Why Kurt Vonnegut’s advice to college graduates still matters today

Author Kurt Vonnegut poses at the Turnbull Conference Center on the campus of Florida State University after a Distinguished Lecture Series speech in 1986 in Tallahassee, Florida.

Photo by Mickey Adair/Getty Images

Susan Farrell is a Professor of English at the College of Charleston, and a founding member of the Kurt Vonnegut Society, which works to promote the scholarly study of Kurt Vonnegut, his life, and works.

Kurt Vonnegut didn’t deliver the famous “Wear Sunscreen” graduation speech published in the Chicago Tribune that was often mistakenly attributed to the celebrated author. But he could have.


Over his lifetime, he gave dozens of quirky commencement addresses. In those speeches, he made some preposterous claims. But they made people laugh and made them think. They were speeches the graduates remembered.

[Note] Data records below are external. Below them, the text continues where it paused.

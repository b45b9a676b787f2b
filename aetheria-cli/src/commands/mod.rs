//! CLI commands

pub mod attune;
pub mod config;
pub mod crystals;
pub mod demo;
pub mod grade;
pub mod profile;
pub mod quest;
pub mod realm;
pub mod submit;
pub mod transfer;

use std::sync::Arc;

use aetheria_core::{JsonStore, OllamaOracle, ProgressionController};

use crate::config::AetheriaConfig;

/// Open the file-backed store at the configured data directory.
pub fn open_store(config: &AetheriaConfig) -> Arc<JsonStore> {
    Arc::new(JsonStore::open(&config.store.data_dir))
}

/// Build a progression controller against the configured Ollama oracle.
pub fn controller(config: &AetheriaConfig) -> ProgressionController {
    let oracle = OllamaOracle::new(config.theme)
        .with_base_url(&config.oracle.base_url)
        .with_model(&config.oracle.model);
    ProgressionController::new(open_store(config), Arc::new(oracle), config.theme)
}
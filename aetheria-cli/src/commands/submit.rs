//! Quest submission command

use anyhow::Result;
use clap::Args;
use uuid::Uuid;

use aetheria_core::QuestOutcome;

use crate::config::AetheriaConfig;

/// Submission arguments
#[derive(Args, Debug)]
pub struct SubmitArgs {
    /// Quest to submit against
    pub quest_id: Uuid,

    /// Submitting student id
    #[arg(short, long, default_value = "student-1")]
    pub student: String,

    /// Submission text
    #[arg(short, long)]
    pub text: String,
}

pub async fn run(args: SubmitArgs) -> Result<()> {
    let config = AetheriaConfig::load()?;
    let controller = super::controller(&config);
    let labels = config.theme.config();

    let outcome = controller
        .submit(args.quest_id, &args.student, &args.text)
        .await?;

    match outcome {
        QuestOutcome::Passed {
            submission,
            xp_gained,
            level_up,
            artifact,
        } => {
            println!(
                "{} complete! Score {} (+{} {})",
                labels.quest_label,
                submission.score.unwrap_or(0),
                xp_gained,
                labels.xp_label
            );
            if let Some(feedback) = &submission.feedback {
                println!("\n{feedback}");
            }
            if let Some(up) = level_up {
                println!("\nLevel up! You are now level {} ({})", up.level, up.title);
            }
            if let Some(artifact) = artifact {
                println!(
                    "\nArtifact earned: {} [{}]",
                    artifact.name, artifact.rarity
                );
            }
        }
        QuestOutcome::Failed {
            submission,
            crystal,
            redemption,
        } => {
            println!(
                "{} failed. Score {}",
                labels.quest_label,
                submission.score.unwrap_or(0)
            );
            if let Some(feedback) = &submission.feedback {
                println!("\n{feedback}");
            }
            println!("\nA knowledge crystal was forged: \"{}\"", crystal.title);
            println!("  attune it with: aetheria attune {}", crystal.id);
            println!(
                "\nRedemption {} \"{}\" awaits ({} {}), unlocked by that crystal.",
                labels.quest_label, redemption.name, redemption.xp_value, labels.xp_label
            );
        }
    }

    Ok(())
}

Having studied and written about Vonnegut for years, I wish he had been my commencement speaker. I graduated from Austin College, a small school in North Texas. I don’t even remember who gave my class’s graduation speech, much less a single word the speaker said. I suspect many others have had – and will have – similar experiences.

Young people, college students especially, loved Vonnegut. During the early and mid-1960s, he commanded an avid and devoted following on campuses before he had produced any bestsellers. Why was a middle-aged writer born in 1922 adored by a counterculture told not to trust anyone over 30? Why did he continue to appeal to younger generations until his death?

Sign up for The Fulcrum newsletter

Their parents’ generation

Vonnegut, who died just before commencement season in 2007, was nearly 50 years old when his groundbreaking anti-war novel, “Slaughterhouse-Five,” was published in 1969.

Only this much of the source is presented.